REQUIREMENT:
Your response should contain every line from the data below that holds the string "with".

SUPPLIED DATA:
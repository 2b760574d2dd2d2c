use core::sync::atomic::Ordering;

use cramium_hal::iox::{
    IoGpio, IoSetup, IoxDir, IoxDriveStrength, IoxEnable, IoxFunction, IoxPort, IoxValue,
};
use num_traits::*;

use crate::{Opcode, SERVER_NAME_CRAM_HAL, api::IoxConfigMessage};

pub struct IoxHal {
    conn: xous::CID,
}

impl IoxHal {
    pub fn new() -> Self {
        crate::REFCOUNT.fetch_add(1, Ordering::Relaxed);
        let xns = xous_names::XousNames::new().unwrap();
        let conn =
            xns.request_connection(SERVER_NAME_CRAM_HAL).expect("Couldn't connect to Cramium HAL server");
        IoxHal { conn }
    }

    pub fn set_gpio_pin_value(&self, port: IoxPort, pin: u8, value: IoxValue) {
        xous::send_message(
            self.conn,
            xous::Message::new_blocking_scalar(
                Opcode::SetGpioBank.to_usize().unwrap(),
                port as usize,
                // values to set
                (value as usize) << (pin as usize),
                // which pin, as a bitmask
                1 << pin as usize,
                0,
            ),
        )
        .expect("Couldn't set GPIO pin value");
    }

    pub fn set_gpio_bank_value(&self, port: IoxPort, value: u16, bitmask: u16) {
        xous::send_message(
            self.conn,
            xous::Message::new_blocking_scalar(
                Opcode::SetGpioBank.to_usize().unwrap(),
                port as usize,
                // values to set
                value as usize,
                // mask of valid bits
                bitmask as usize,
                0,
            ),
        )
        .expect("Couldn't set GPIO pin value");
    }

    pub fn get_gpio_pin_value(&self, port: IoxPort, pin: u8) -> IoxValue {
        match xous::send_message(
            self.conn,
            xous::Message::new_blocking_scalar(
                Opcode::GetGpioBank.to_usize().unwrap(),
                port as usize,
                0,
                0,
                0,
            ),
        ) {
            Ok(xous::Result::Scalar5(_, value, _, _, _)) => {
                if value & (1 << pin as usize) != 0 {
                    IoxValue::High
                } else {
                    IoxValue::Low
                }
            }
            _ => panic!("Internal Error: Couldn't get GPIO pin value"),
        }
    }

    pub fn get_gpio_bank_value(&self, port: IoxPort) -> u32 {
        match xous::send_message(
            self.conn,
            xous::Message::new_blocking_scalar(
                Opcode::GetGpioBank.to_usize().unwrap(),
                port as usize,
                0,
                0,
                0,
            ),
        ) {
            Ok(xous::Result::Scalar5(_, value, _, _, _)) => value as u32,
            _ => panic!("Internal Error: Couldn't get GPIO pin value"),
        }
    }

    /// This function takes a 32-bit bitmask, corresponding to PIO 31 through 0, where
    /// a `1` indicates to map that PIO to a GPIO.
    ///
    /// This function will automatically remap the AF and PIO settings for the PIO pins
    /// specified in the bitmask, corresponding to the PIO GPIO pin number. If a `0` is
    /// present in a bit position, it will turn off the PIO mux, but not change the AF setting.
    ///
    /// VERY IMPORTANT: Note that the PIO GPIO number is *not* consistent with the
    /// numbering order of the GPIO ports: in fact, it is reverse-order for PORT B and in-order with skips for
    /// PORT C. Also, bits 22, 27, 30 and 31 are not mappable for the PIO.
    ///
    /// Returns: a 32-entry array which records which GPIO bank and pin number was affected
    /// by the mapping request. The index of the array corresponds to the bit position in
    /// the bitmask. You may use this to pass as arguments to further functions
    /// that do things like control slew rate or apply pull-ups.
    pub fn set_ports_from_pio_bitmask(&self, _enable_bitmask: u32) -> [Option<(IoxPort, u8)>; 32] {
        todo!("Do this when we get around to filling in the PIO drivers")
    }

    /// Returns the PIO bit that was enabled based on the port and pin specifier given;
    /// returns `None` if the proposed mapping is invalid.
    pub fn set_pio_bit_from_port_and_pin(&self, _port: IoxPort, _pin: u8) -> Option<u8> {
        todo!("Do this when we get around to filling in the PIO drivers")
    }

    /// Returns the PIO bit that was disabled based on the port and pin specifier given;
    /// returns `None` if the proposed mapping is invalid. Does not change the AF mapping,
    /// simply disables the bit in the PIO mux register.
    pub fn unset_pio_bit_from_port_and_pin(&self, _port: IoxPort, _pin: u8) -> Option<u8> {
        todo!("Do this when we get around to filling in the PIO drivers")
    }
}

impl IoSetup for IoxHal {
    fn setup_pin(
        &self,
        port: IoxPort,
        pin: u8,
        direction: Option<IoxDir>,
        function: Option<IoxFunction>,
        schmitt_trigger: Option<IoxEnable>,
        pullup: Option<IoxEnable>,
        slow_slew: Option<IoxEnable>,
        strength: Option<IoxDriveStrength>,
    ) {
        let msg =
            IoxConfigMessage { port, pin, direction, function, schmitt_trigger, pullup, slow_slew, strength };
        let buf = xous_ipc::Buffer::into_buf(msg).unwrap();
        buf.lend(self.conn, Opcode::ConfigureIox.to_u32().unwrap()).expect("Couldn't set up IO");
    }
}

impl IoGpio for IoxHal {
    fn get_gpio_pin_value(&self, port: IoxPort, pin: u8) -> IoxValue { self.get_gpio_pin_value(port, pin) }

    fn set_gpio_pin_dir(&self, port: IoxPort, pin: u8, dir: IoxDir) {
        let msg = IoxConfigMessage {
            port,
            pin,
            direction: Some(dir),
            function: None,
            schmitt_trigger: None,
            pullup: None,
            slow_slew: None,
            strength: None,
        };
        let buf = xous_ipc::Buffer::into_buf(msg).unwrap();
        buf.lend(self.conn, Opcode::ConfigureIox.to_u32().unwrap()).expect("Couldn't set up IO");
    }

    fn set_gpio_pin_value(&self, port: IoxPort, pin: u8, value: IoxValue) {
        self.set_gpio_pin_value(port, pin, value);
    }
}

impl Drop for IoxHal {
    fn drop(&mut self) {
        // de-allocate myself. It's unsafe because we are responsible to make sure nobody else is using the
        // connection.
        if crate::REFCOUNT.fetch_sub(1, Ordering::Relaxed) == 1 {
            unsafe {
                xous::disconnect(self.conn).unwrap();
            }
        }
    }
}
==
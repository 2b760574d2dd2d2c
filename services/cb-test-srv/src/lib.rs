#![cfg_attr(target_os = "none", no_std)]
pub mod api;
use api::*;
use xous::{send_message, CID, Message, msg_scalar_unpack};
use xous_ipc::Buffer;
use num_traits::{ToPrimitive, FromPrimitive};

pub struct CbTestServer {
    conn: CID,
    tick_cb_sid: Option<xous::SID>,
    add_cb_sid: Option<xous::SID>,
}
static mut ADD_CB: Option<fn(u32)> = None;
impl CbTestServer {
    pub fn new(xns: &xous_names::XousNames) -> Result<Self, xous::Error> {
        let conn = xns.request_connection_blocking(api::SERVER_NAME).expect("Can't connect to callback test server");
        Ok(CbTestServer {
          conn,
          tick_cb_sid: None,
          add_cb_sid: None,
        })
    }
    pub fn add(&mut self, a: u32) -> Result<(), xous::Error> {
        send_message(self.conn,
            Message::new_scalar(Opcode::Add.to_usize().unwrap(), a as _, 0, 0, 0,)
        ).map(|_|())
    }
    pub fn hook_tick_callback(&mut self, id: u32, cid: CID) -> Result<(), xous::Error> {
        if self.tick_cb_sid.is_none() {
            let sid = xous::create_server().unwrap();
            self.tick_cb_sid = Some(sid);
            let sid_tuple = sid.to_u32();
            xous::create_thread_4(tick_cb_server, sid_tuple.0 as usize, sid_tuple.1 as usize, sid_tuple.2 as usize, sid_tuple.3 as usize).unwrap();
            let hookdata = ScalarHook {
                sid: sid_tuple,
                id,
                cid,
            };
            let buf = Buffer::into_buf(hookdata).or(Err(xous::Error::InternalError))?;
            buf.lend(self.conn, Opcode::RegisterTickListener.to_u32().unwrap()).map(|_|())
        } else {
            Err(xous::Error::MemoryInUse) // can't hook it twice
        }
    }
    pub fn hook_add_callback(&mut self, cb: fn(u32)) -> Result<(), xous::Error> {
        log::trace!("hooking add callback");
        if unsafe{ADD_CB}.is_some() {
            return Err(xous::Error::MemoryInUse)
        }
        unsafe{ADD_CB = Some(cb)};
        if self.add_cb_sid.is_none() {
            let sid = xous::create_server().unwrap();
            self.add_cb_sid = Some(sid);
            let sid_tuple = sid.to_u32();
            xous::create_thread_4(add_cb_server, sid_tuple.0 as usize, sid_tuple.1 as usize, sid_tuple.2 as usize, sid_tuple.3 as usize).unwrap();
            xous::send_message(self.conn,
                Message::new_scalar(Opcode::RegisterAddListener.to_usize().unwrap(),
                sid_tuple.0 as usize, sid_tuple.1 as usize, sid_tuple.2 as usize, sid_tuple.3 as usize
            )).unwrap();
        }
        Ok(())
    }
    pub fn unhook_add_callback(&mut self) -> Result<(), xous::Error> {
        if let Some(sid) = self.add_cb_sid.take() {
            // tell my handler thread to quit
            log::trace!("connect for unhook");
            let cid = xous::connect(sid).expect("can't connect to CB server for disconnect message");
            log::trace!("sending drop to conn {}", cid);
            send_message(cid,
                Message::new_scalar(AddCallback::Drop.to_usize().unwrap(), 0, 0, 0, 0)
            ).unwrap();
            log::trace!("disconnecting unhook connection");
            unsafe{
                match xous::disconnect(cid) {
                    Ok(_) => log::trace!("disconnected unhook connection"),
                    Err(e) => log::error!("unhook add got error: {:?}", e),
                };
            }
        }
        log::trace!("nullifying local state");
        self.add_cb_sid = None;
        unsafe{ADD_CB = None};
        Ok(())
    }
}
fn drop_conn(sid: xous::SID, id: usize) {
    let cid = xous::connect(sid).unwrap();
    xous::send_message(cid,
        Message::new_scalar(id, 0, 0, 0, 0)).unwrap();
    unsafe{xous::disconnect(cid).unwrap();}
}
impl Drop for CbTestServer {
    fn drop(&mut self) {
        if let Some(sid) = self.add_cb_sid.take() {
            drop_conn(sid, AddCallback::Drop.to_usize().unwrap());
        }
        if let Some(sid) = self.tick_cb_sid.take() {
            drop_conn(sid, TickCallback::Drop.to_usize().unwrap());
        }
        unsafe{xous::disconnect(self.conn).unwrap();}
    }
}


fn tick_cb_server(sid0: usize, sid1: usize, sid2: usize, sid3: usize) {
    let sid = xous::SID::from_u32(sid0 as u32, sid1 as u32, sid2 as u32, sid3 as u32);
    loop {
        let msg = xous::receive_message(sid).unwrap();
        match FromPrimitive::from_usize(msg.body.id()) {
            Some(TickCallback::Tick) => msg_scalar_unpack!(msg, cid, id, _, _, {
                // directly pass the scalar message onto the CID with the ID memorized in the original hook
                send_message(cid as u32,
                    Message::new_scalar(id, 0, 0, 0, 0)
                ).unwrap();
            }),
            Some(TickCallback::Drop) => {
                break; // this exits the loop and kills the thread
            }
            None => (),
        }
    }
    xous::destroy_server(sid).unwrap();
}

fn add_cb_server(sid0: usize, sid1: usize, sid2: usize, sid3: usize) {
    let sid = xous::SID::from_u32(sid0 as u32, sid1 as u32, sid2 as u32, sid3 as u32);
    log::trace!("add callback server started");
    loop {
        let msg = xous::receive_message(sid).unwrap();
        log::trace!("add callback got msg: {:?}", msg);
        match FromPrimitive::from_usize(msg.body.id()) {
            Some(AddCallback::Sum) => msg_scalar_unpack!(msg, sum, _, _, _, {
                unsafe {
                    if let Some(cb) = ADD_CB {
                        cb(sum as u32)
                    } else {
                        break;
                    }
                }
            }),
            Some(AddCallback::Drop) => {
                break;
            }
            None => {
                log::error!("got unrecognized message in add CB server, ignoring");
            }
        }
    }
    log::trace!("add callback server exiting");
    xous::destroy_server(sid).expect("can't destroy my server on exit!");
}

RESULT OF THE EXERCISE:
    /// VERY IMPORTANT: Note that the PIO GPIO number is *not* consistent with the
    /// numbering order of the GPIO ports: in fact, it is reverse-order for PORT B and in-order with skips for
                // directly pass the scalar message onto the CID with the ID memorized in the original hook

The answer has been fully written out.